Envoy Medical Files 8-K: Material Agreement & Equity Sales
Ticker: COCHW · Form: 8-K · Filed: Oct 9, 2025 · CIK: 1840877
Sentiment: neutral
Topics: material-agreement, equity-sale, 8-k
TL;DR
Envoy Medical signed a big deal and sold stock on Oct 7th. 8-K filed.
AI Summary
Envoy Medical, Inc. reported on October 7, 2025, entering into a material definitive agreement. The company also disclosed unregistered sales of equity securities and other events. This filing is a current report pursuant to Section 13 or 15(d) of the Securities Exchange Act of 1934.
Why It Matters
This filing indicates significant corporate actions by Envoy Medical, Inc., including a new material agreement and the sale of equity, which could impact its financial structure and future operations.
Risk Assessment
Risk Level: medium — The filing involves a material definitive agreement and unregistered sales of equity, which can introduce financial and regulatory risks.
Key Players & Entities
- Envoy Medical, Inc. (company) — Registrant
- October 7, 2025 (date) — Earliest event reported
- Anzu Special Acquisition Corp I (company) — Former company name
FAQ
What is the nature of the material definitive agreement entered into by Envoy Medical, Inc. on October 7, 2025?
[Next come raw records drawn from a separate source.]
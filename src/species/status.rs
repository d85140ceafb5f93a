//! Conservation-status display hints.

/// Icon and color pair for rendering a conservation status.
#[derive(Debug, Clone, Copy, PartialEq, Eq)]
pub struct StatusDisplay {
    /// Marker glyph for the status.
    pub icon: &'static str,
    /// Hex color for the status text.
    pub color: &'static str,
}

/// Map a conservation status string to a display icon and color.
///
/// Keyword checks run against the lowercased status and are unanchored, so
/// the order below is load-bearing: "critically" must be tested before the
/// bare "endangered" check, which would otherwise also fire on
/// "Critically Endangered". Unrecognized or empty text maps to the unknown
/// marker.
pub fn status_display(status: &str) -> StatusDisplay {
    let status_lower = status.to_lowercase();
    if status_lower.contains("extinct") {
        StatusDisplay {
            icon: "\u{1f534}",
            color: "#ff0000",
        }
    } else if status_lower.contains("critically") {
        StatusDisplay {
            icon: "\u{26a0}\u{fe0f}",
            color: "#ff4500",
        }
    } else if status_lower.contains("endangered") {
        StatusDisplay {
            icon: "\u{26a0}\u{fe0f}",
            color: "#ff8c00",
        }
    } else if status_lower.contains("vulnerable") {
        StatusDisplay {
            icon: "\u{26a0}\u{fe0f}",
            color: "#ffd700",
        }
    } else if status_lower.contains("near") && status_lower.contains("threatened") {
        StatusDisplay {
            icon: "\u{26a0}\u{fe0f}",
            color: "#ffff00",
        }
    } else if status_lower.contains("least") && status_lower.contains("concern") {
        StatusDisplay {
            icon: "\u{2705}",
            color: "#90ee90",
        }
    } else {
        StatusDisplay {
            icon: "\u{2753}",
            color: "#808080",
        }
    }
}

#[cfg(test)]
mod tests {
    use super::*;

    #[test]
    fn test_critically_endangered_precedes_endangered() {
        let display = status_display("Critically Endangered");
        assert_eq!(display.color, "#ff4500");
        assert_eq!(display.icon, "\u{26a0}\u{fe0f}");
    }

    #[test]
    fn test_endangered() {
        assert_eq!(status_display("Endangered").color, "#ff8c00");
    }

    #[test]
    fn test_extinct_precedes_everything() {
        assert_eq!(status_display("Extinct in the Wild").color, "#ff0000");
        assert_eq!(status_display("Extinct in the Wild").icon, "\u{1f534}");
    }

    #[test]
    fn test_vulnerable() {
        assert_eq!(status_display("Vulnerable").color, "#ffd700");
    }

    #[test]
    fn test_near_threatened_requires_both_keywords() {
        assert_eq!(status_display("Near Threatened").color, "#ffff00");
        // "Threatened" alone is not a recognized bucket.
        assert_eq!(status_display("Threatened").color, "#808080");
    }

    #[test]
    fn test_least_concern_distinct_from_critical() {
        let least = status_display("Least Concern");
        let critical = status_display("Critically Endangered");
        assert_eq!(least.icon, "\u{2705}");
        assert_eq!(least.color, "#90ee90");
        assert_ne!(least, critical);
    }

    #[test]
    fn test_unknown_and_empty_map_to_gray() {
        for status in ["", "Data Deficient", "garbage"] {
            let display = status_display(status);
            assert_eq!(display.icon, "\u{2753}");
            assert_eq!(display.color, "#808080");
        }
    }

    #[test]
    fn test_case_insensitive() {
        assert_eq!(status_display("ENDANGERED").color, "#ff8c00");
        assert_eq!(status_display("least concern").color, "#90ee90");
    }
}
The filing states that Envoy Medical, Inc. entered into a material definitive agreement on October 7, 2025, but the specific details of this agreement are not provided in the excerpt.
What type of equity securities were sold by Envoy Medical, Inc. under unregistered sales?
The filing mentions "Unregistered Sales of Equity Securities" as an item, but the specific type and amount of equity securities sold are not detailed in the provided text.
What are the "Other Events" reported by Envoy Medical, Inc. in this 8-K filing?
The filing lists "Other Events" as a category, but the specific events are not described in the provided excerpt.
When was Envoy Medical, Inc. incorporated, and in which jurisdiction?
Envoy Medical, Inc. is incorporated in Delaware, as stated in the filing.
What is the SIC code for Envoy Medical, Inc.?
The Standard Industrial Classification (SIC) code for Envoy Medical, Inc. is 3842, which corresponds to 'ORTHOPEDIC, PROSTHETIC & SURGICAL APPLIANCES & SUPPLIES'.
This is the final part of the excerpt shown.